### What is being asked
The line containing "Self::AuthorizationDenied(_) | Self::StateMismatch" and every line after it through the end of the records: return those exactly, and nothing more.

### Exercise material
-------------------------
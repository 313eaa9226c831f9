//! Front-desk kiosk for Axum.
//!
//! Serves the check-in and check-out workflows to operator browsers. Each
//! browser tab is identified by a private cookie and owns its own pair of
//! controllers, so two tabs never share a pending OIDC session.
//!
//! # Quick Start
//!
//! ```rust,ignore
//! use fayda_visitor::ApiClient;
//! use fayda_visitor::kiosk::{KioskConfig, kiosk_routes};
//!
//! // 1. Configure from environment
//! let config = KioskConfig::from_env()?;
//!
//! // 2. Build the gateway client
//! let gateway = ApiClient::new(config.core().clone())?;
//!
//! // 3. Mount kiosk routes
//! let app = axum::Router::new().merge(kiosk_routes(config, gateway));
//! ```

mod config;
mod cookies;
mod error;
mod routes;
mod state;
mod tabs;
mod types;

pub use config::KioskConfig;
pub use error::KioskError;
pub use routes::kiosk_routes;
pub use types::{HostOption, TabId};

/// Re-export cookie key type for builder API.
pub use axum_extra::extract::cookie::Key as CookieKey;
use std::fmt;

use serde::Serialize;

/// Form field a [`FieldError`] belongs to.
#[derive(Debug, Clone, Copy, PartialEq, Eq, Hash, Serialize)]
#[serde(rename_all = "snake_case")]
pub enum Field {
    FaydaId,
    Host,
    Reason,
}

impl fmt::Display for Field {
    fn fmt(&self, f: &mut fmt::Formatter<'_>) -> fmt::Result {
        f.write_str(match self {
            Self::FaydaId => "fayda_id",
            Self::Host => "host",
            Self::Reason => "reason",
        })
    }
}

/// Inline, field-level validation failure. Never leaves the current state.
#[derive(Debug, Clone, PartialEq, Eq, Serialize)]
pub struct FieldError {
    pub field: Field,
    pub message: String,
}

impl FieldError {
    #[must_use]
    pub fn new(field: Field, message: impl Into<String>) -> Self {
        Self {
            field,
            message: message.into(),
        }
    }
}

impl fmt::Display for FieldError {
    fn fmt(&self, f: &mut fmt::Formatter<'_>) -> fmt::Result {
        write!(f, "{}: {}", self.field, self.message)
    }
}

#[derive(Debug, thiserror::Error)]
#[non_exhaustive]
pub enum Error {
    #[error("Validation failed: {}", join_fields(.0))]
    Validation(Vec<FieldError>),

    #[error("{0}")]
    Network(String),

    #[error("{0}")]
    Server(String),

    /// Only produced by the active-visit lookup on a 404.
    #[error("{0}")]
    NotFound(String),

    #[error("{0}")]
    AuthorizationDenied(String),

    #[error("Verification session does not match this callback")]
    StateMismatch,

    #[error("Verification session expired")]
    SessionExpired,

    #[error("Invalid response from server: {0}")]
    Decode(String),

    #[error("Another request is already in progress")]
    Busy,

    #[error("Request result discarded after reset")]
    Superseded,

    #[error("Cannot {action} while in {state}")]
    InvalidTransition {
        state: &'static str,
        action: &'static str,
    },

    #[error("Session storage error: {0}")]
    Storage(String),

    #[error("Configuration error: {0}")]
    Config(String),
}

impl Error {
    pub(crate) fn field(field: Field, message: impl Into<String>) -> Self {
        Self::Validation(vec![FieldError::new(field, message)])
    }

    /// Errors that abort an OIDC resume and must wipe the stored session.
    #[must_use]
    pub fn clears_session(&self) -> bool {
        matches!(
            self,
            Self::AuthorizationDenied(_) | Self::StateMismatch | Self::SessionExpired
        )
    }

    /// Failures of the backend round trip itself, as opposed to local refusals.
    #[must_use]
    pub fn is_transient(&self) -> bool {
        matches!(self, Self::Network(_) | Self::Server(_) | Self::Decode(_))
    }

    /// Field errors, if this is a validation failure.
    #[must_use]
    pub fn field_errors(&self) -> &[FieldError] {
        match self {
            Self::Validation(errors) => errors,
            _ => &[],
        }
    }
}

#[cfg(feature = "http")]
impl From<reqwest::Error> for Error {
    fn from(e: reqwest::Error) -> Self {
        if e.is_decode() {
            Self::Decode(e.to_string())
        } else {
            Self::Network(e.to_string())
        }
    }
}

fn join_fields(errors: &[FieldError]) -> String {
    errors
        .iter()
        .map(ToString::to_string)
        .collect::<Vec<_>>()
        .join("; ")
}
-------------------------
### Your response
            Self::AuthorizationDenied(_) | Self::StateMismatch | Self::SessionExpired
        )
    }

    /// Failures of the backend round trip itself, as opposed to local refusals.
    #[must_use]
    pub fn is_transient(&self) -> bool {
        matches!(self, Self::Network(_) | Self::Server(_) | Self::Decode(_))
    }

    /// Field errors, if this is a validation failure.
    #[must_use]
    pub fn field_errors(&self) -> &[FieldError] {
        match self {
            Self::Validation(errors) => errors,
            _ => &[],
        }
    }
}

#[cfg(feature = "http")]
impl From<reqwest::Error> for Error {
    fn from(e: reqwest::Error) -> Self {
        if e.is_decode() {
            Self::Decode(e.to_string())
        } else {
            Self::Network(e.to_string())
        }
    }
}

fn join_fields(errors: &[FieldError]) -> String {
    errors
        .iter()
        .map(ToString::to_string)
        .collect::<Vec<_>>()
        .join("; ")
}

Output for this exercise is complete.